Ох уж эта лихая кавалерия! Верхом, на лошадях, охочая до черники. С бело-красными вымпелами на остриях пик. Эскадроны, скорбь и традиция! Атаки словно из книжек с картинками. По полям по лугам, под Лодзью и Кутно. Прорвать кольцо осады вокруг крепости Модлин. О, какой талантливый галоп! В постоянном ожидании вечерней зари. Кавалерия атакует, лишь когда обеспечен роскошный передний и роскошный задний план, ибо битва живописна, ибо смерть это достойная модель для художника, стоять сразу на опорной и на вынесенной вперед ноге, потом ринуться, лакомясь на скаку черникой, плодами шиповника, а плоды падают и лопаются, они вызывают зуд, без того кавалерия и с места не стронется. Уланы у них уже снова зуд; там, где стоят соломенные скирды, они поворачивают и это тоже законченная картина — своих коней и группируются позади одного, в Испании зовется Дон-Кихотом, а этот здесь зовется пан Кихот, он чистокровный поляк печально-благородного образа, именно он выучил своих улан целовать ручку не спешиваясь, так что они снова и снова галантно целовали ручку смерти, словно это не смерть, а дама, но для начала они сгруппировались, имея за спиной вечернюю зарю — ибо их резерв зовется настроением, а впереди — немецкие танки, впереди жеребцы из скаковых конюшен господина Крупна фон Болен и Хальбах, ничто более породистое еще не хаживало под седлом. Но тут полуиспанский, полупольский заплутавшийся в смерти рыцарь — одарен пан Кихот, ох и одарен же! опускает пику с вымпелом, бело-красный вымпел вас призывает ручку поцеловать, и он кричит, что вот она, заря вечерняя, бело-красные аисты трещат на крышах, что вишни выплевывают свои косточки, и он кричит своей кавалерии: «О вы, благородные ляхи верхами, то не танки перед вами стальные — то мельницы ветряные либо и вовсе овцы, я вас призываю ручку поцеловать».
И вот эскадроны заходят крупповской стали в серые фланги, заставляя зарю вечернюю еще краснее стать.
Надеюсь, Оскару простят неумышленную и одновременно известную поэтичность этого описания битвы. Возможно, было бы разумнее, назови я цифры потерь в польской кавалерии и приведи статистические данные, которые с сухой пронзительностью почтили бы память так называемого польского похода. Я мог бы, идя навстречу запросам, поставить здесь звездочку, посулив дать в свое время сноску, а поэму мою не трогать, пусть ее останется.

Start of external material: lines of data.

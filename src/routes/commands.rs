//! Session-backed command surface: message polling and command dispatch.
//!
//! DESIGN
//! ======
//! Every request here carries an `Authorization: <token>` header. Resolving
//! the session resets its idle deadline before anything else happens.
//! `GET /messages` drains the outbox; any other path is a command whose
//! name is the first path segment and whose arguments arrive as a JSON
//! array body. Requests with WebSocket upgrade headers are elevated
//! instead, before any token check — sockets authenticate in-band.

use std::sync::Arc;

use axum::body::Bytes;
use axum::extract::ws::rejection::WebSocketUpgradeRejection;
use axum::extract::{State, WebSocketUpgrade};
use axum::http::header::AUTHORIZATION;
use axum::http::{HeaderMap, Method, StatusCode, Uri};
use axum::response::{IntoResponse, Json, Response};
use tracing::warn;

use super::{command_response, result_headers, unauthorized, ws};
use crate::client::codes;
use crate::session::Session;
use crate::state::AppState;

/// Resolve the request's session and reset its idle deadline.
pub(crate) async fn resolve_session(
    state: &AppState,
    headers: &HeaderMap,
) -> Result<Arc<Session>, Response> {
    let token = headers
        .get(AUTHORIZATION)
        .and_then(|v| v.to_str().ok())
        .unwrap_or("");
    if token.is_empty() {
        return Err(unauthorized());
    }
    match state.sessions.get(token).await {
        Some(session) => {
            session.reset_timeout();
            Ok(session)
        }
        None => Err(unauthorized()),
    }
}

/// `GET /messages` — drain the session outbox as a JSON array.
pub async fn messages(State(state): State<AppState>, headers: HeaderMap) -> Response {
    let session = match resolve_session(&state, &headers).await {
        Ok(session) => session,
        Err(resp) => return resp,
    };
    let pending = session.drain_outbox();
    (
        StatusCode::OK,
        result_headers(true, codes::OK),
        Json(pending),
    )
        .into_response()
}

/// Fallback: WebSocket elevation, then command dispatch by path segment.
/// Commands only travel as POST; anything else is 405 with code 60.
pub async fn dispatch(
    State(state): State<AppState>,
    upgrade: Result<WebSocketUpgrade, WebSocketUpgradeRejection>,
    method: Method,
    uri: Uri,
    headers: HeaderMap,
    body: Bytes,
) -> Response {
    if let Ok(upgrade) = upgrade {
        return ws::upgrade(upgrade, state);
    }

    let session = match resolve_session(&state, &headers).await {
        Ok(session) => session,
        Err(resp) => return resp,
    };

    if method != Method::POST {
        let mut resp = crate::client::Response::fail(
            codes::UNSUPPORTED_METHOD,
            "Unsupported Method: Use POST.",
        );
        resp.data = Some(serde_json::Value::String("POST".to_owned()));
        return command_response(&resp, false);
    }

    let Some(command_name) = uri.path().split('/').find(|s| !s.is_empty()) else {
        return StatusCode::OK.into_response();
    };

    // A missing or malformed body just means no arguments.
    let args: Vec<String> = serde_json::from_slice(&body).unwrap_or_default();
    let mut command = vec![command_name.to_owned()];
    command.extend(args);

    let Some(client) = session.client() else {
        warn!("session without client");
        return (StatusCode::INTERNAL_SERVER_ERROR, result_headers(false, codes::SERVER_ERROR))
            .into_response();
    };

    let resp = client.execute(&command).await;
    let simple = headers
        .get("data")
        .and_then(|v| v.to_str().ok())
        .is_some_and(|v| v.eq_ignore_ascii_case("simple"));
    command_response(&resp, simple)
}

#[cfg(test)]
#[path = "commands_test.rs"]
mod tests;
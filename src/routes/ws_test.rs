use super::*;
use crate::client::Response as CommandResult;
use crate::state::test_helpers::{register, test_app_state};

// =============================================================================
// Frame shapes
// =============================================================================

#[test]
fn command_frame_deserializes_pascal_case() {
    let cmd: WsCommand =
        serde_json::from_str(r#"{"Command":"join","Args":["R"]}"#).unwrap();
    assert_eq!(cmd.command, "join");
    assert_eq!(cmd.args, vec!["R"]);
}

#[test]
fn command_frame_defaults_missing_fields() {
    let cmd: WsCommand = serde_json::from_str(r#"{"Command":"list"}"#).unwrap();
    assert_eq!(cmd.command, "list");
    assert!(cmd.args.is_empty());

    let cmd: WsCommand = serde_json::from_str("{}").unwrap();
    assert!(cmd.command.is_empty());
}

#[test]
fn response_frame_serializes_wire_keys() {
    let frame = WsFrame::status("Login", true, 0, "Welcome");
    let json = serde_json::to_value(&frame).unwrap();
    assert_eq!(json["Type"], "Login");
    assert_eq!(json["Success"], true);
    assert_eq!(json["Code"], 0);
    assert_eq!(json["String"], "Welcome");
    assert_eq!(json["Data"], "Welcome");
}

#[test]
fn failed_responses_carry_the_string_as_data() {
    let resp = CommandResult::fail(codes::NOT_IN_ROOM, "You are not in a room.");
    let frame = WsFrame::from_response("send", &resp);
    let json = serde_json::to_value(&frame).unwrap();
    assert_eq!(json["Type"], "send");
    assert_eq!(json["Success"], false);
    assert_eq!(json["Code"], 40);
    assert_eq!(json["Data"], "You are not in a room.");
}

#[test]
fn successful_responses_carry_structured_data() {
    let resp = CommandResult::ok_with("Rooms:\r\nLobby", vec!["Lobby"]);
    let frame = WsFrame::from_response("list", &resp);
    let json = serde_json::to_value(&frame).unwrap();
    assert_eq!(json["Data"], serde_json::json!(["Lobby"]));
}

#[test]
fn pushed_messages_use_the_messages_type() {
    let frame = WsFrame::pushed(&Message::server("notice"));
    let json = serde_json::to_value(&frame).unwrap();
    assert_eq!(json["Type"], "Messages");
    assert_eq!(json["Data"][0]["type"], "Server");
}

// =============================================================================
// Handshake logic
// =============================================================================

fn args(items: &[&str]) -> Vec<String> {
    items.iter().map(|s| (*s).to_owned()).collect()
}

#[tokio::test]
async fn login_succeeds_with_valid_credentials() {
    let state = test_app_state();
    register(&state, "Alice", "secret").await;

    let (name, _data) = try_login(&state, &args(&["Alice", "secret"])).await.unwrap();
    assert_eq!(name, "Alice");
}

#[tokio::test]
async fn login_rejects_bad_credentials_and_arity() {
    let state = test_app_state();
    register(&state, "Alice", "secret").await;

    let frame = try_login(&state, &args(&["Alice", "wrong"])).await.unwrap_err();
    assert_eq!(frame.code, codes::AUTH_FAILED);

    let frame = try_login(&state, &args(&["Alice"])).await.unwrap_err();
    assert_eq!(frame.code, codes::AUTH_FAILED);

    let frame = try_login(&state, &args(&["bad name", "pw"])).await.unwrap_err();
    assert_eq!(frame.code, codes::INVALID_NAME);
}

#[tokio::test]
async fn login_rejects_an_account_already_in_a_room() {
    let state = test_app_state();
    register(&state, "Alice", "secret").await;

    let session = crate::state::test_helpers::login_session(&state, "Alice").await;
    let client = std::sync::Arc::clone(session.client().unwrap());
    client.execute(&args(&["join", "Lobby"])).await;

    let frame = try_login(&state, &args(&["Alice", "secret"])).await.unwrap_err();
    assert_eq!(frame.code, codes::AUTH_FAILED);
    assert_eq!(frame.string, "That user is already logged in.");
}

#[tokio::test]
async fn register_creates_account_and_rejects_duplicates() {
    let state = test_app_state();

    let frame = try_register(&state, &args(&["Bob", "pw"])).await;
    assert!(frame.success, "{}", frame.string);
    assert_eq!(frame.string, "Account Created");

    let frame = try_register(&state, &args(&["Bob", "pw"])).await;
    assert_eq!(frame.code, codes::CLIENT_EXISTS);
}

#[tokio::test]
async fn register_validates_names() {
    let state = test_app_state();
    let frame = try_register(&state, &args(&["no spaces allowed", "pw"])).await;
    assert_eq!(frame.code, codes::INVALID_NAME);
}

Сентября примерно до двадцатого, лежа в своей больничной кроватке, я слышал орудийные залпы тех батарей, что занимали высоты Йешкентальского и Оливского лесов. Потом сдался последний оплот сопротивления, полуостров Хела, Вольный город Данциг мог праздновать присоединение своей кирпичной готики к Великому Германскому рейху и безотрывно, ликуя, глядеть в голубые глаза, имеющие один общий успех с голубыми глазами Яна — успех у женщин, — тому разъезжающему стоя в черном «мерседесе», тому, почти без передышки, воздевающему руку под прямым углом фюреру и рейхсканцлеру.
В середине октября Оскара выписали из городской клиники. Прощание с тамошними сестрами было мне тяжело. И когда сестра, ее звали не то Берни, не то Эрни, когда, значит, эта сестра Берни либо Эрни протянула мне два моих барабана, покалеченный, сделавший меня виновным, и целый, добытый мной при защите Польской почты, я четко осознал, что для меня на этом свете кроме жестяных барабанов существует и еще одно: медицинские сестры.

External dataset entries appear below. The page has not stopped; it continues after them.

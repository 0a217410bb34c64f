//! Telnet transport — line-oriented TCP sessions.
//!
//! DESIGN
//! ======
//! One task per connection reads lines; a sibling writer task owns the
//! write half and drains a bounded channel, so room fan-out never blocks on
//! a slow socket. `/`-prefixed lines are whitespace-tokenised commands;
//! anything else is a `send` of the whole line. Output is CRLF-terminated
//! for windows telnet clients.
//!
//! LIFECYCLE
//! =========
//! 1. Accept → greet → login/register prompt loop
//! 2. Login → `Welcome` → command loop
//! 3. Read error/EOF → leave room, tasks end
//! 4. `quit` → connection close → writer shutdown

use std::sync::{Arc, Mutex, Weak};

use async_trait::async_trait;
use tokio::io::{AsyncBufReadExt, AsyncWriteExt, BufReader};
use tokio::net::tcp::{OwnedReadHalf, OwnedWriteHalf};
use tokio::net::{TcpListener, TcpStream};
use tokio::sync::{Notify, mpsc};
use tracing::{info, warn};
use uuid::Uuid;

use crate::client::{Client, Connection};
use crate::data::{ClientData, DataError, validate_name};
use crate::message::Message;
use crate::state::AppState;

const WRITE_QUEUE: usize = 256;

/// Accept loop. One task per connection.
pub async fn run(listener: TcpListener, state: AppState) {
    loop {
        match listener.accept().await {
            Ok((stream, addr)) => {
                info!(%addr, "telnet: connection accepted");
                tokio::spawn(handle_connection(stream, state.clone()));
            }
            Err(e) => warn!(error = %e, "telnet: accept failed"),
        }
    }
}

// =============================================================================
// CONNECTION
// =============================================================================

struct TelnetConnection {
    tx: mpsc::Sender<String>,
    shutdown: Arc<Notify>,
    /// Back-reference for quitting on write failure. Weak, so teardown
    /// breaks the client↔transport cycle.
    client: Mutex<Weak<Client>>,
}

#[async_trait]
impl Connection for TelnetConnection {
    async fn send_message(&self, msg: Message) {
        // A full queue means the socket stalled; disconnect rather than
        // stall the room. The quit runs on its own task because this is
        // called from inside a room fan-out.
        if self.tx.try_send(format!("{msg}\r\n")).is_err() {
            let client = self.client.lock().unwrap().upgrade();
            if let Some(client) = client {
                warn!(client = %client.name(), "telnet: write queue saturated, disconnecting");
                tokio::spawn(async move { client.quit().await });
            }
        }
    }

    async fn close(&self) {
        self.shutdown.notify_one();
    }
}

async fn write_loop(
    mut writer: OwnedWriteHalf,
    mut rx: mpsc::Receiver<String>,
    shutdown: Arc<Notify>,
) {
    loop {
        tokio::select! {
            line = rx.recv() => {
                let Some(line) = line else { break };
                if let Err(e) = writer.write_all(line.as_bytes()).await {
                    warn!(error = %e, "telnet: write failed");
                    break;
                }
            }
            () = shutdown.notified() => break,
        }
    }
}

// =============================================================================
// SESSION
// =============================================================================

async fn handle_connection(stream: TcpStream, state: AppState) {
    let conn_id = Uuid::new_v4();
    let (read_half, write_half) = stream.into_split();
    let (tx, rx) = mpsc::channel::<String>(WRITE_QUEUE);
    let shutdown = Arc::new(Notify::new());
    tokio::spawn(write_loop(write_half, rx, Arc::clone(&shutdown)));

    let mut reader = BufReader::new(read_half);

    if let Some((name, data)) = login(&mut reader, &tx, &state).await {
        let connection = Arc::new(TelnetConnection {
            tx: tx.clone(),
            shutdown: Arc::clone(&shutdown),
            client: Mutex::new(Weak::new()),
        });
        let client = Client::new(
            name,
            Arc::clone(&state.rooms),
            state.chatlog.clone(),
            data,
            Arc::clone(&connection) as Arc<dyn Connection>,
        )
        .await;
        *connection.client.lock().unwrap() = Arc::downgrade(&client);

        let _ = tx.send("Welcome\r\n".to_owned()).await;
        info!(%conn_id, client = %client.name(), "telnet: logged in");

        input_loop(&mut reader, &client, &tx).await;
        info!(%conn_id, client = %client.name(), "telnet: session ended");
    }

    shutdown.notify_one();
}

/// Prompt loop until a successful login. `None` when the peer disconnects.
async fn login(
    reader: &mut BufReader<OwnedReadHalf>,
    tx: &mpsc::Sender<String>,
    state: &AppState,
) -> Option<(String, Arc<dyn ClientData>)> {
    loop {
        let name = prompt(reader, tx, "Enter Name or /new to create a new account.").await?;
        if name == "/new" {
            register(reader, tx, state).await?;
            continue;
        }
        if !validate_name(&name) {
            send_line(tx, "Invalid name.  Name must be alphanumeric characters only.").await;
            continue;
        }

        let data = state.data.create(&name);
        let password = prompt(reader, tx, "Enter Password.").await?;
        match data.authenticate(&password).await {
            Ok(true) => {
                if state.rooms.get_client(&name).is_some() {
                    send_line(tx, "That user is already logged in.").await;
                    continue;
                }
                return Some((name, data));
            }
            Ok(false) => send_line(tx, "User name and Password do not match.").await,
            Err(e) => {
                warn!(error = %e, "telnet: authentication failed");
                send_line(tx, "Server error please try again.").await;
            }
        }
    }
}

/// Account-creation prompt loop. `None` when the peer disconnects.
async fn register(
    reader: &mut BufReader<OwnedReadHalf>,
    tx: &mpsc::Sender<String>,
    state: &AppState,
) -> Option<()> {
    loop {
        let name = prompt(reader, tx, "Enter Name.").await?;
        if !validate_name(&name) {
            send_line(tx, "Invalid Name.  Name must be alphanumeric characters only.").await;
            continue;
        }

        let data = state.data.create(&name);
        match data.client_exists(&name).await {
            Ok(true) => {
                send_line(tx, "A client with that name already exists.").await;
                continue;
            }
            Ok(false) => {}
            Err(e) => {
                warn!(error = %e, "telnet: register lookup failed");
                send_line(tx, "Server error please try again.").await;
                continue;
            }
        }

        let mut first = prompt(reader, tx, "Enter Password.").await?;
        let mut second = prompt(reader, tx, "Please enter Password again.").await?;
        while first != second {
            first = prompt(reader, tx, "Passwords don't match. Enter Password.").await?;
            second = prompt(reader, tx, "Please enter Password again.").await?;
        }

        match data.new_client(&first).await {
            Ok(()) => send_line(tx, "Account Created.").await,
            Err(DataError::AccountCreationDisabled) => {
                send_line(tx, "New account creation has been disabled.").await;
            }
            Err(e) => {
                warn!(error = %e, "telnet: account creation failed");
                send_line(tx, "Error creating account.").await;
            }
        }
        return Some(());
    }
}

async fn input_loop(
    reader: &mut BufReader<OwnedReadHalf>,
    client: &Arc<Client>,
    tx: &mpsc::Sender<String>,
) {
    loop {
        let Some(line) = read_line(reader).await else {
            client.leave_room().await;
            return;
        };

        let command = parse_line(&line);
        let is_quit = command.first().map(String::as_str) == Some("quit");

        let resp = client.execute(&command).await;
        if !resp.message.is_empty() && !is_quit {
            if tx.send(format!("{}\r\n", resp.message)).await.is_err() {
                client.leave_room().await;
                return;
            }
        }
        if is_quit {
            return;
        }
    }
}

// =============================================================================
// LINE HANDLING
// =============================================================================

/// Turn one input line into a command token list: `/`-prefixed lines are
/// whitespace-tokenised with the slash stripped, anything else is a `send`
/// of the entire line.
pub(crate) fn parse_line(line: &str) -> Vec<String> {
    match line.strip_prefix('/') {
        Some(rest) => rest.split_whitespace().map(str::to_owned).collect(),
        None => vec!["send".to_owned(), line.to_owned()],
    }
}

/// Apply backspace editing: each 0x08 erases the previous kept character;
/// stray leading backspaces are dropped.
pub(crate) fn process_backspaces(line: &str) -> String {
    let mut kept: Vec<char> = Vec::with_capacity(line.len());
    for c in line.chars() {
        if c == '\u{8}' {
            kept.pop();
        } else {
            kept.push(c);
        }
    }
    kept.into_iter().collect()
}

/// Read one line, stripping the terminator and applying backspace editing.
/// `None` on EOF or read error.
async fn read_line(reader: &mut BufReader<OwnedReadHalf>) -> Option<String> {
    let mut line = String::new();
    match reader.read_line(&mut line).await {
        Ok(0) => None,
        Ok(_) => {
            let line = line.trim_end_matches('\n').trim_end_matches('\r');
            Some(process_backspaces(line))
        }
        Err(e) => {
            warn!(error = %e, "telnet: read failed");
            None
        }
    }
}

async fn send_line(tx: &mpsc::Sender<String>, text: &str) {
    let _ = tx.send(format!("{text}\r\n")).await;
}

async fn prompt(
    reader: &mut BufReader<OwnedReadHalf>,
    tx: &mpsc::Sender<String>,
    text: &str,
) -> Option<String> {
    send_line(tx, text).await;
    read_line(reader).await
}

#[cfg(test)]
#[path = "telnet_test.rs"]
mod tests;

Оснащенный свежим инструментом и вооруженный новым знанием, я, взяв за руку Мацерата, покинул клинику, чтобы, еще не очень твердо держась на ногах вечного трехлетки, отдать себя будням, будничной скуке и еще более скучным воскресеньям первого военного года на Лабесвег.
Поздним ноябрем, во вторник — после недели щадящего режима я впервые вышел из дому, — на углу Макс-Хальбе-плац и Брезенервега, угрюмо барабаня и почти не замечая промозглого холода, Оскар повстречал бывшего слушателя Духовной семинарии Лео Дурачка.